48. Respondent offered as evidence a transcript of a deposition given by his physician, Dr. Gardner, in an unrelated matter, which detailed his condition and treatment from March 2004 through his release from her care on December 15,2005, at which point she testified he was 80-90% recovered. RX 8 at 10-11. In the deposition, Dr. Gardner discussed Respondent’s slow but steady recovery, but did not address what, if any, limitations Respondent’s condition may have had on his practice of law.
49. Respondent, who was a polio victim in his childhood, offered the testimony of Dr. Halstead, who ran a clinic for persons who suffered from health problems after having had paralytic polio years earlier, RX 9; Tr. 438 (Halstead). Dr. Halstead testified that, when he first saw Respondent in November 2007, Respondent suffered from post-polio syndrome, the symptoms of which were increasing weakness and decreased stamina. According to Dr. Halstead, these symptoms would have been aggravated by his 2004 injuiy. Tr. 440, 450 (Halstead). Nevertheless, Dr. Halstead did not advise Respondent to stop practicing law because of these symptoms (Tr, 450 (Halstead)), and he testified that he did not believe Respondent would have suffered any cognitive impairment in 2004 as a result of his condition. Tr. 4S1 (Halstead).
50, We find that although Respondent suffered health problems as a result of his March 2004 accident, his testimony that he was unable to complete any work on the case until December 2005 was not credible. Neither of his medical providers testified to any cognitive impairment, and neither advised Respondent to stop practicing law as a result of his physical condition, His physical limitations did not prevent him from appearing in court on nine occasions in 2004. While we do not doubt that Respondent’s injuries were severe, the evidence shows that Respondent continued to practice despite the injury. We accordingly reject his claim that his health problems prevented him from representing his client at the level the rules require. In addition, had respondent's injury truly prevented him from representing his client at the level the rules require, Respondent was obliged to seek substitute counsel for his client and transfer responsibility for the matter to him or her. As noted above, Respondent failed to do this, in defiance of an explicit order by the court. FF 21.

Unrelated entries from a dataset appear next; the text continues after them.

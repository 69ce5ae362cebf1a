use std::io::Cursor;

use byteorder::{BigEndian, ReadBytesExt, WriteBytesExt};

use crate::ofp_message::{OfpCodec, OfpSerializationError};
use crate::ofp_utils::{align, ensure_remaining, length_field, read_slice, remaining,
                       write_padding_bytes, ALIGNMENT};
use crate::openflow0x04::oxm::Oxm;

const MATCH_HEADER_LEN: usize = 4;

/// Entries are only looked for while at least this many body bytes remain.
const MIN_SCANNED_ENTRY: usize = 8;

/// Match structure in use, carried in the first field of every match.
#[repr(u16)]
#[derive(Copy, Clone, Debug, PartialEq, Eq)]
pub enum MatchType {
    Standard,
    Oxm,
}

impl MatchType {
    pub fn of_int(t: u16) -> Result<MatchType, OfpSerializationError> {
        match t {
            0 => Ok(MatchType::Standard),
            1 => Ok(MatchType::Oxm),
            t => {
                Err(OfpSerializationError::UnknownVariant {
                    kind: "match type",
                    value: t as u32,
                })
            }
        }
    }
}

/// Fields to match against flows.
///
/// On the wire: `type:2, length:2, oxm*, pad`. The encoder always appends between
/// 1 and 8 zero bytes and records the padded size, header included, in `length`.
///
/// The decoder stops looking for entries once fewer than 8 body bytes remain, so
/// an entry shorter than 8 bytes that ends within the last 8 bytes of the body is
/// read as padding. A final 8 bytes of zeros is also taken as padding.
#[derive(Clone, Debug, PartialEq, Eq)]
pub struct Match {
    pub typ: MatchType,
    pub fields: Vec<Oxm>,
}

impl Match {
    /// An OXM match without fields, matching every packet.
    pub fn match_all() -> Match {
        Match {
            typ: MatchType::Oxm,
            fields: vec![],
        }
    }

    fn content_len(&self) -> usize {
        self.fields.iter().map(|oxm| oxm.size_of()).sum()
    }

    fn trailing_pad(content_len: usize) -> usize {
        ALIGNMENT - (MATCH_HEADER_LEN + content_len) % ALIGNMENT
    }
}

impl Default for Match {
    fn default() -> Match {
        Match::match_all()
    }
}

impl OfpCodec for Match {
    fn size_of(&self) -> usize {
        let content = self.content_len();
        MATCH_HEADER_LEN + content + Match::trailing_pad(content)
    }

    fn parse(bytes: &mut Cursor<&[u8]>) -> Result<Match, OfpSerializationError> {
        ensure_remaining(bytes, MATCH_HEADER_LEN, "match header")?;
        let typ = MatchType::of_int(bytes.read_u16::<BigEndian>()?)?;
        let length = bytes.read_u16::<BigEndian>()? as usize;
        if length < MATCH_HEADER_LEN {
            return Err(OfpSerializationError::MalformedMessage(format!(
                "match length {} is shorter than its header", length)));
        }
        let body = read_slice(bytes, align(length) - MATCH_HEADER_LEN, "match body")?;

        let mut entries = Cursor::new(body);
        let mut fields = vec![];
        while remaining(&entries) >= MIN_SCANNED_ENTRY {
            let rest = &body[entries.position() as usize..];
            if rest.len() == ALIGNMENT && rest.iter().all(|b| *b == 0) {
                break;
            }
            fields.push(Oxm::parse(&mut entries)?);
        }
        if remaining(&entries) > 0 {
            trace!("match: {} trailing bytes taken as padding", remaining(&entries));
        }
        trace!("match: {} oxm fields in {} bytes", fields.len(), length);
        Ok(Match {
            typ: typ,
            fields: fields,
        })
    }

    fn marshal(&self, bytes: &mut Vec<u8>) -> Result<(), OfpSerializationError> {
        let mut body = vec![];
        for oxm in &self.fields {
            oxm.marshal(&mut body)?;
        }
        let pad = Match::trailing_pad(body.len());
        write_padding_bytes(&mut body, pad);
        let length = length_field(MATCH_HEADER_LEN + body.len(), "match")?;
        bytes.write_u16::<BigEndian>(self.typ as u16)?;
        bytes.write_u16::<BigEndian>(length)?;
        bytes.extend_from_slice(&body);
        Ok(())
    }
}

#[cfg(test)]
mod tests {
    use super::*;
    use crate::openflow0x04::oxm::{OxmClass, OxmField};

    #[test]
    fn empty_match_pads_to_eight() {
        let bytes = Match::match_all().encode().unwrap();
        assert_eq!(bytes, vec![0x00, 0x01, 0x00, 0x08, 0, 0, 0, 0]);
        let (m, consumed) = Match::decode(&bytes).unwrap();
        assert_eq!(consumed, 8);
        assert_eq!(m, Match::match_all());
    }

    #[test]
    fn pads_a_full_block_at_exact_boundary() {
        // 4 header + 12 metadata + 8 in_port = 24, already aligned.
        let m = Match {
            typ: MatchType::Oxm,
            fields: vec![Oxm::metadata(0xdead_beef, None), Oxm::in_port(1)],
        };
        let bytes = m.encode().unwrap();
        assert_eq!(bytes.len(), 32);
        assert_eq!(m.size_of(), 32);
        assert_eq!(&bytes[..4], &[0x00, 0x01, 0x00, 0x20]);
        assert_eq!(&bytes[24..], &[0; 8]);
        let (parsed, consumed) = Match::decode(&bytes).unwrap();
        assert_eq!(consumed, 32);
        assert_eq!(parsed, m);
    }

    #[test]
    fn round_trip_mixed_fields() {
        let m = Match {
            typ: MatchType::Oxm,
            fields: vec![Oxm::in_port(3),
                         Oxm::eth_dst([0, 1, 2, 3, 4, 5], Some([0xff, 0xff, 0xff, 0, 0, 0])),
                         Oxm::eth_type(0x0800)],
        };
        let bytes = m.encode().unwrap();
        assert_eq!(bytes.len() % 8, 0);
        let (parsed, consumed) = Match::decode(&bytes).unwrap();
        assert_eq!(consumed, bytes.len());
        assert_eq!(parsed, m);
        assert_eq!(parsed.encode().unwrap(), bytes);
    }

    #[test]
    fn truncated_body_consumes_nothing_more() {
        let buf = [0x00, 0x01, 0x00, 0x18, 0x80, 0x00, 0x00, 0x04];
        let mut bytes = Cursor::new(&buf[..]);
        assert!(matches!(Match::parse(&mut bytes),
                         Err(OfpSerializationError::TruncatedInput { .. })));
        assert_eq!(bytes.position(), 4);
    }

    #[test]
    fn scan_stops_before_short_tail() {
        // ip_proto entry, then 7 non-zero bytes, then the next structure.
        let buf = [0x00, 0x01, 0x00, 0x10, 0x80, 0x00, 0x14, 0x01, 0x06, 0xaa, 0xbb, 0xcc,
                   0xdd, 0xee, 0xff, 0x11, 0x00, 0x01];
        let (m, consumed) = Match::decode(&buf).unwrap();
        assert_eq!(consumed, 16);
        assert_eq!(m.fields, vec![Oxm::ip_proto(6)]);
    }

    #[test]
    fn short_trailing_entry_is_read_as_padding() {
        let m = Match {
            typ: MatchType::Oxm,
            fields: vec![Oxm::eth_type(0x0800), Oxm::ip_proto(6)],
        };
        let (parsed, _) = Match::decode(&m.encode().unwrap()).unwrap();
        assert_eq!(parsed.fields, vec![Oxm::eth_type(0x0800)]);
    }

    #[test]
    fn accepts_unpadded_length() {
        // Length excludes padding: 4 + 6 byte eth_type entry.
        let buf = [0x00, 0x01, 0x00, 0x0a, 0x80, 0x00, 0x0a, 0x02, 0x86, 0xdd, 0, 0, 0, 0, 0, 0];
        let (m, consumed) = Match::decode(&buf).unwrap();
        assert_eq!(consumed, 16);
        assert_eq!(m.fields, vec![Oxm::eth_type(0x86dd)]);

        let buf = [0x00, 0x01, 0x00, 0x0c, 0x80, 0x00, 0x00, 0x04, 0x00, 0x00, 0x00, 0x01,
                   0, 0, 0, 0];
        let (m, consumed) = Match::decode(&buf).unwrap();
        assert_eq!(consumed, 16);
        assert_eq!(m.fields[0].class, OxmClass::OpenFlowBasic);
        assert_eq!(m.fields[0].basic_field(), Some(OxmField::InPort));
    }

    #[test]
    fn rejects_length_below_header() {
        let buf = [0x00, 0x01, 0x00, 0x02, 0, 0, 0, 0];
        assert!(matches!(Match::decode(&buf),
                         Err(OfpSerializationError::MalformedMessage(_))));
    }

    #[test]
    fn unknown_match_type() {
        let buf = [0x00, 0x07, 0x00, 0x08, 0, 0, 0, 0];
        assert!(matches!(Match::decode(&buf),
                         Err(OfpSerializationError::UnknownVariant { .. })));
    }
}
extern crate hex;
extern crate rust_ofp13;

use rust_ofp13::openflow0x04::{Action, Bucket, BucketCounter, FlowMod, GroupMod,
                               GroupModCommand, GroupStatsRequest, GroupType, Instruction,
                               Match, MatchType, Oxm, OxmField, PseudoPort};
use rust_ofp13::OfpCodec;

fn wire(s: &str) -> Vec<u8> {
    hex::decode(s.replace(' ', "")).unwrap()
}

#[test]
fn bucket_with_two_actions() {
    let bucket = Bucket {
        weight: 42,
        watch_port: Some(PseudoPort::PhysicalPort(5)),
        watch_group: 7,
        actions: vec![Action::CopyTtlIn,
                      Action::Output {
                          port: PseudoPort::PhysicalPort(3),
                          max_len: 0xffff,
                      }],
    };
    let expected = wire("0028 002a 00000005 00000007 00000000 \
                         000c 0008 00000000 \
                         0000 0010 00000003 ffff 000000000000");
    assert_eq!(bucket.encode().unwrap(), expected);
    assert_eq!(Bucket::decode(&expected).unwrap(), (bucket, 40));
}

#[test]
fn group_mod_with_two_buckets() {
    let gm = GroupMod {
        command: GroupModCommand::Modify,
        typ: GroupType::Indirect,
        group_id: 3,
        buckets: vec![Bucket {
                          weight: 10,
                          watch_port: Some(PseudoPort::PhysicalPort(2)),
                          watch_group: 5,
                          actions: vec![Action::CopyTtlIn],
                      },
                      Bucket {
                          weight: 20,
                          watch_port: Some(PseudoPort::PhysicalPort(3)),
                          watch_group: 6,
                          actions: vec![Action::CopyTtlOut],
                      }],
    };
    let expected = wire("0001 02 00 00000003 \
                         0018 000a 00000002 00000005 00000000 000c 0008 00000000 \
                         0018 0014 00000003 00000006 00000000 000b 0008 00000000");
    assert_eq!(gm.encode().unwrap(), expected);
    let (parsed, consumed) = GroupMod::decode(&expected).unwrap();
    assert_eq!(consumed, expected.len());
    assert_eq!(parsed, gm);
}

#[test]
fn bucket_counters() {
    let counters = [(10838451347809794865u64,
                     9634678394999596076u64,
                     "9669ea13858e7b31 85b540f41b14e42c"),
                    (5523660708591555761,
                     14713084686717327527,
                     "4ca7fc261b61d4b1 cc2f6091be0698a7")];
    for &(packet_count, byte_count, bytes) in counters.iter() {
        let counter = BucketCounter {
            packet_count: packet_count,
            byte_count: byte_count,
        };
        let expected = wire(bytes);
        assert_eq!(counter.encode().unwrap(), expected);
        assert_eq!(BucketCounter::decode(&expected).unwrap(), (counter, 16));
    }
}

#[test]
fn group_stats_request() {
    let req = GroupStatsRequest { group_id: 7 };
    assert_eq!(req.encode().unwrap(), wire("00000007 00000000"));
}

#[test]
fn masked_oxm_field_byte() {
    let masked = Oxm::basic(OxmField::EthSrc, vec![1; 6], Some(vec![0xff; 6]));
    let bytes = masked.encode().unwrap();
    assert_eq!(bytes[2], (4 << 1) | 1);
    assert_eq!(bytes[3], 12);

    let exact = Oxm::eth_src([1; 6], None);
    assert_eq!(exact.encode().unwrap()[2], 4 << 1);
}

#[test]
fn flow_mod_reencodes_identically() {
    let pattern = Match {
        typ: MatchType::Oxm,
        fields: vec![Oxm::in_port(1), Oxm::eth_type(0x0800), Oxm::ip_proto(6), Oxm::tcp_dst(80)],
    };
    let output = Action::Output {
        port: PseudoPort::PhysicalPort(2),
        max_len: 0,
    };
    let fm = FlowMod::add_flow(100, pattern, vec![Instruction::ApplyActions(vec![output])]);
    let first = fm.encode().unwrap();
    assert_eq!(first.len() % 8, 0);
    let (decoded, consumed) = FlowMod::decode(&first).unwrap();
    assert_eq!(consumed, first.len());
    assert_eq!(decoded, fm);
    assert_eq!(decoded.encode().unwrap(), first);
}
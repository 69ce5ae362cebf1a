//! Actions applied by instructions and group buckets.
//!
//! Every action is framed as `type:2, length:2, payload, pad` where `length`
//! counts the whole record and is a non-zero multiple of 8. Instruction and bucket
//! codecs rely only on that framing; the payload layouts live here.

use std::io::Cursor;

use byteorder::{BigEndian, ReadBytesExt, WriteBytesExt};

use crate::ofp_message::{OfpCodec, OfpSerializationError};
use crate::ofp_utils::{align, ensure_remaining, length_field, read_slice, remaining,
                       write_padding_bytes, ALIGNMENT};
use crate::openflow0x04::oxm::Oxm;
use crate::openflow0x04::{GroupId, PseudoPort};

const ACTION_HEADER_LEN: usize = 4;
const OUTPUT_LEN: usize = 16;

/// `max_len` asking the switch to send the whole packet to the controller.
pub const OFPCML_NO_BUFFER: u16 = 0xffff;

#[repr(u16)]
#[derive(Copy, Clone, Debug, PartialEq, Eq)]
pub enum ActionType {
    Output = 0,
    CopyTtlOut = 11,
    CopyTtlIn = 12,
    SetMplsTtl = 15,
    DecMplsTtl = 16,
    PushVlan = 17,
    PopVlan = 18,
    PushMpls = 19,
    PopMpls = 20,
    SetQueue = 21,
    Group = 22,
    SetNwTtl = 23,
    DecNwTtl = 24,
    SetField = 25,
    PushPbb = 26,
    PopPbb = 27,
    Experimenter = 0xffff,
}

impl ActionType {
    pub fn of_int(t: u16) -> Result<ActionType, OfpSerializationError> {
        let typ = match t {
            0 => ActionType::Output,
            11 => ActionType::CopyTtlOut,
            12 => ActionType::CopyTtlIn,
            15 => ActionType::SetMplsTtl,
            16 => ActionType::DecMplsTtl,
            17 => ActionType::PushVlan,
            18 => ActionType::PopVlan,
            19 => ActionType::PushMpls,
            20 => ActionType::PopMpls,
            21 => ActionType::SetQueue,
            22 => ActionType::Group,
            23 => ActionType::SetNwTtl,
            24 => ActionType::DecNwTtl,
            25 => ActionType::SetField,
            26 => ActionType::PushPbb,
            27 => ActionType::PopPbb,
            0xffff => ActionType::Experimenter,
            t => {
                return Err(OfpSerializationError::UnknownVariant {
                    kind: "action type",
                    value: t as u32,
                })
            }
        };
        Ok(typ)
    }
}

/// Actions associated with flows and group buckets.
#[derive(Clone, Debug, PartialEq, Eq)]
pub enum Action {
    /// Output to a port; `max_len` bounds what is sent to the controller.
    Output { port: PseudoPort, max_len: u16 },
    CopyTtlOut,
    CopyTtlIn,
    SetMplsTtl(u8),
    DecMplsTtl,
    /// Push a VLAN tag with the given ethertype.
    PushVlan(u16),
    PopVlan,
    PushMpls(u16),
    /// Pop the outer MPLS label, setting the given ethertype.
    PopMpls(u16),
    SetQueue(u32),
    Group(GroupId),
    SetNwTtl(u8),
    DecNwTtl,
    SetField(Oxm),
    PushPbb(u16),
    PopPbb,
    /// `data` fills the record to its end, so its length is a multiple of 8.
    Experimenter { experimenter: u32, data: Vec<u8> },
}

impl Action {
    pub fn type_code(a: &Action) -> ActionType {
        match *a {
            Action::Output { .. } => ActionType::Output,
            Action::CopyTtlOut => ActionType::CopyTtlOut,
            Action::CopyTtlIn => ActionType::CopyTtlIn,
            Action::SetMplsTtl(_) => ActionType::SetMplsTtl,
            Action::DecMplsTtl => ActionType::DecMplsTtl,
            Action::PushVlan(_) => ActionType::PushVlan,
            Action::PopVlan => ActionType::PopVlan,
            Action::PushMpls(_) => ActionType::PushMpls,
            Action::PopMpls(_) => ActionType::PopMpls,
            Action::SetQueue(_) => ActionType::SetQueue,
            Action::Group(_) => ActionType::Group,
            Action::SetNwTtl(_) => ActionType::SetNwTtl,
            Action::DecNwTtl => ActionType::DecNwTtl,
            Action::SetField(_) => ActionType::SetField,
            Action::PushPbb(_) => ActionType::PushPbb,
            Action::PopPbb => ActionType::PopPbb,
            Action::Experimenter { .. } => ActionType::Experimenter,
        }
    }

    /// Total padded size of a list of actions.
    pub fn size_of_sequence(actions: &[Action]) -> usize {
        actions.iter().fold(0, |acc, x| x.size_of() + acc)
    }

    /// Parse back-to-back actions until `buf` is exhausted.
    pub fn parse_sequence(buf: &[u8]) -> Result<Vec<Action>, OfpSerializationError> {
        let mut bytes = Cursor::new(buf);
        let mut actions = vec![];
        while remaining(&bytes) > 0 {
            actions.push(Action::parse(&mut bytes)?);
        }
        Ok(actions)
    }

    pub fn marshal_sequence(actions: &[Action],
                            bytes: &mut Vec<u8>)
                            -> Result<(), OfpSerializationError> {
        let start = bytes.len();
        for act in actions {
            if let Err(e) = act.marshal(bytes) {
                bytes.truncate(start);
                return Err(e);
            }
        }
        Ok(())
    }

    fn fixed_len(typ: ActionType) -> Option<usize> {
        match typ {
            ActionType::Output => Some(OUTPUT_LEN),
            ActionType::SetField | ActionType::Experimenter => None,
            _ => Some(ALIGNMENT),
        }
    }

    fn parse_payload(typ: ActionType,
                     len: usize,
                     payload: &[u8])
                     -> Result<Action, OfpSerializationError> {
        if let Some(expected) = Action::fixed_len(typ) {
            if len != expected {
                return Err(OfpSerializationError::MalformedMessage(format!(
                    "{:?} action has length {}, expected {}", typ, len, expected)));
            }
        }
        let mut bytes = Cursor::new(payload);
        let action = match typ {
            ActionType::Output => {
                let port = PseudoPort::make(bytes.read_u32::<BigEndian>()?)?;
                let max_len = bytes.read_u16::<BigEndian>()?;
                Action::Output {
                    port: port,
                    max_len: max_len,
                }
            }
            ActionType::SetField => {
                let oxm = Oxm::parse(&mut bytes)?;
                if align(ACTION_HEADER_LEN + oxm.size_of()) != len {
                    return Err(OfpSerializationError::MalformedMessage(format!(
                        "set-field action of length {} holds a {} byte oxm", len, oxm.size_of())));
                }
                Action::SetField(oxm)
            }
            ActionType::Experimenter => {
                ensure_remaining(&bytes, 4, "experimenter action")?;
                let experimenter = bytes.read_u32::<BigEndian>()?;
                Action::Experimenter {
                    experimenter: experimenter,
                    data: payload[4..].to_vec(),
                }
            }
            ActionType::CopyTtlOut => Action::CopyTtlOut,
            ActionType::CopyTtlIn => Action::CopyTtlIn,
            ActionType::SetMplsTtl => Action::SetMplsTtl(bytes.read_u8()?),
            ActionType::DecMplsTtl => Action::DecMplsTtl,
            ActionType::PushVlan => Action::PushVlan(bytes.read_u16::<BigEndian>()?),
            ActionType::PopVlan => Action::PopVlan,
            ActionType::PushMpls => Action::PushMpls(bytes.read_u16::<BigEndian>()?),
            ActionType::PopMpls => Action::PopMpls(bytes.read_u16::<BigEndian>()?),
            ActionType::SetQueue => Action::SetQueue(bytes.read_u32::<BigEndian>()?),
            ActionType::Group => Action::Group(bytes.read_u32::<BigEndian>()?),
            ActionType::SetNwTtl => Action::SetNwTtl(bytes.read_u8()?),
            ActionType::DecNwTtl => Action::DecNwTtl,
            ActionType::PushPbb => Action::PushPbb(bytes.read_u16::<BigEndian>()?),
            ActionType::PopPbb => Action::PopPbb,
        };
        Ok(action)
    }
}

impl OfpCodec for Action {
    fn size_of(&self) -> usize {
        let body = match *self {
            Action::Output { .. } => 6,
            Action::SetMplsTtl(_) | Action::SetNwTtl(_) => 1,
            Action::PushVlan(_) | Action::PushMpls(_) | Action::PopMpls(_) |
            Action::PushPbb(_) => 2,
            Action::SetQueue(_) | Action::Group(_) => 4,
            Action::SetField(ref oxm) => oxm.size_of(),
            Action::Experimenter { ref data, .. } => 4 + data.len(),
            _ => 0,
        };
        align(ACTION_HEADER_LEN + body).max(ALIGNMENT)
    }

    fn parse(bytes: &mut Cursor<&[u8]>) -> Result<Action, OfpSerializationError> {
        ensure_remaining(bytes, ACTION_HEADER_LEN, "action header")?;
        let code = bytes.read_u16::<BigEndian>()?;
        let len = bytes.read_u16::<BigEndian>()? as usize;
        if len < ALIGNMENT || len % ALIGNMENT != 0 {
            return Err(OfpSerializationError::MalformedMessage(format!(
                "action {:#x} has length {}, not a non-zero multiple of 8", code, len)));
        }
        let payload = read_slice(bytes, len - ACTION_HEADER_LEN, "action")?;
        let typ = ActionType::of_int(code)?;
        Action::parse_payload(typ, len, payload)
    }

    fn marshal(&self, bytes: &mut Vec<u8>) -> Result<(), OfpSerializationError> {
        let size = self.size_of();
        let len = length_field(size, "action")?;
        let mut body = vec![];
        match *self {
            Action::Output { port, max_len } => {
                PseudoPort::marshal(Some(port), &mut body)?;
                body.write_u16::<BigEndian>(max_len)?;
            }
            Action::SetMplsTtl(ttl) |
            Action::SetNwTtl(ttl) => body.write_u8(ttl)?,
            Action::PushVlan(ethertype) |
            Action::PushMpls(ethertype) |
            Action::PopMpls(ethertype) |
            Action::PushPbb(ethertype) => body.write_u16::<BigEndian>(ethertype)?,
            Action::SetQueue(id) |
            Action::Group(id) => body.write_u32::<BigEndian>(id)?,
            Action::SetField(ref oxm) => oxm.marshal(&mut body)?,
            Action::Experimenter { experimenter, ref data } => {
                if data.len() % ALIGNMENT != 0 {
                    return Err(OfpSerializationError::MalformedMessage(format!(
                        "experimenter action data of {} bytes is not a multiple of 8",
                        data.len())));
                }
                body.write_u32::<BigEndian>(experimenter)?;
                body.extend_from_slice(data);
            }
            Action::CopyTtlOut | Action::CopyTtlIn | Action::DecMplsTtl | Action::PopVlan |
            Action::DecNwTtl | Action::PopPbb => (),
        }
        bytes.write_u16::<BigEndian>(Action::type_code(self) as u16)?;
        bytes.write_u16::<BigEndian>(len)?;
        bytes.extend_from_slice(&body);
        write_padding_bytes(bytes, size - ACTION_HEADER_LEN - body.len());
        Ok(())
    }
}

#[cfg(test)]
mod tests {
    use super::*;

    #[test]
    fn copy_ttl_in_layout() {
        assert_eq!(Action::CopyTtlIn.encode().unwrap(),
                   vec![0x00, 0x0c, 0x00, 0x08, 0x00, 0x00, 0x00, 0x00]);
        assert_eq!(Action::CopyTtlOut.encode().unwrap(),
                   vec![0x00, 0x0b, 0x00, 0x08, 0x00, 0x00, 0x00, 0x00]);
    }

    #[test]
    fn output_layout() {
        let act = Action::Output {
            port: PseudoPort::PhysicalPort(3),
            max_len: OFPCML_NO_BUFFER,
        };
        assert_eq!(act.encode().unwrap(),
                   vec![0x00, 0x00, 0x00, 0x10, 0x00, 0x00, 0x00, 0x03, 0xff, 0xff, 0x00, 0x00,
                        0x00, 0x00, 0x00, 0x00]);
    }

    #[test]
    fn every_action_is_aligned_and_round_trips() {
        let actions = vec![Action::Output {
                               port: PseudoPort::Controller,
                               max_len: 128,
                           },
                           Action::CopyTtlOut,
                           Action::CopyTtlIn,
                           Action::SetMplsTtl(64),
                           Action::DecMplsTtl,
                           Action::PushVlan(0x8100),
                           Action::PopVlan,
                           Action::PushMpls(0x8847),
                           Action::PopMpls(0x0800),
                           Action::SetQueue(7),
                           Action::Group(9),
                           Action::SetNwTtl(32),
                           Action::DecNwTtl,
                           Action::SetField(Oxm::vlan_vid(0x1005, None)),
                           Action::SetField(Oxm::ipv4_dst("10.1.2.3".parse().unwrap(), None)),
                           Action::PushPbb(0x88e7),
                           Action::PopPbb,
                           Action::Experimenter {
                               experimenter: 0x2320,
                               data: vec![1, 2, 3, 4, 5, 6, 7, 8],
                           }];
        let mut bytes = vec![];
        for act in &actions {
            let encoded = act.encode().unwrap();
            assert_eq!(encoded.len() % 8, 0, "{:?}", act);
            assert_eq!(encoded.len(), act.size_of(), "{:?}", act);
            bytes.extend_from_slice(&encoded);
        }
        assert_eq!(bytes.len(), Action::size_of_sequence(&actions));
        assert_eq!(Action::parse_sequence(&bytes).unwrap(), actions);
    }

    #[test]
    fn set_field_pads_oxm() {
        let act = Action::SetField(Oxm::eth_type(0x0806));
        assert_eq!(act.encode().unwrap(),
                   vec![0x00, 0x19, 0x00, 0x10, 0x80, 0x00, 0x0a, 0x02, 0x08, 0x06, 0x00, 0x00,
                        0x00, 0x00, 0x00, 0x00]);
    }

    #[test]
    fn misaligned_length() {
        let buf = [0x00, 0x0c, 0x00, 0x06, 0x00, 0x00];
        assert!(matches!(Action::decode(&buf),
                         Err(OfpSerializationError::MalformedMessage(_))));
    }

    #[test]
    fn wrong_fixed_length() {
        let buf = [0x00, 0x00, 0x00, 0x08, 0x00, 0x00, 0x00, 0x01];
        assert!(matches!(Action::decode(&buf),
                         Err(OfpSerializationError::MalformedMessage(_))));
    }

    #[test]
    fn unknown_type() {
        let buf = [0x00, 0x05, 0x00, 0x08, 0x00, 0x00, 0x00, 0x00];
        assert!(matches!(Action::decode(&buf),
                         Err(OfpSerializationError::UnknownVariant {
                             kind: "action type",
                             value: 5,
                         })));
    }

    #[test]
    fn experimenter_data_must_fill_the_record() {
        let act = Action::Experimenter {
            experimenter: 0x2320,
            data: vec![1],
        };
        let mut bytes = vec![0xaa];
        assert!(matches!(act.marshal(&mut bytes),
                         Err(OfpSerializationError::MalformedMessage(_))));
        assert_eq!(bytes, vec![0xaa]);

        let act = Action::Experimenter {
            experimenter: 0x2320,
            data: vec![1, 0, 0, 0, 0, 0, 0, 0, 2, 0, 0, 0, 0, 0, 0, 0],
        };
        let bytes = act.encode().unwrap();
        assert_eq!(&bytes[..8], &[0xff, 0xff, 0x00, 0x18, 0x00, 0x00, 0x23, 0x20]);
        assert_eq!(Action::decode(&bytes).unwrap(), (act, 24));
    }

    #[test]
    fn failed_set_field_writes_nothing() {
        let act = Action::SetField(Oxm {
            class: crate::openflow0x04::OxmClass::OpenFlowBasic,
            field: 0x80,
            mask: None,
            value: vec![0],
        });
        let mut bytes = vec![];
        assert!(act.marshal(&mut bytes).is_err());
        assert!(bytes.is_empty());
    }

    #[test]
    fn truncated_payload() {
        let buf = [0x00, 0x00, 0x00, 0x10, 0x00, 0x00, 0x00, 0x01];
        assert!(matches!(Action::parse_sequence(&buf),
                         Err(OfpSerializationError::TruncatedInput { .. })));
    }
}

Respondent’s Prior Discipline
51. Respondent received a letter of informal admonition from Bar Counsel in 2000 for inadequate recordkeeping related to irregularities in his law firm’s escrow account. BX 87.
III. Conclusions of Law
A. Motions
Pursuant to Board Rule 7.16(a), we now turn to the parties’ motions. For the reasons discussed herein, the Hearing Committee recommends that the Board deny Respondent’s motion to dismiss. In addition, the Hearing Committee denies Respondent’s motion to strike the testimony of Bar Counsel’s expert witness, and Bar Counsel’s motion to exclude Respondent’s disability mitigation evidence. The Hearing Committee grants Respondent’s motion to strike Bar Counsel’s Exhibit 88.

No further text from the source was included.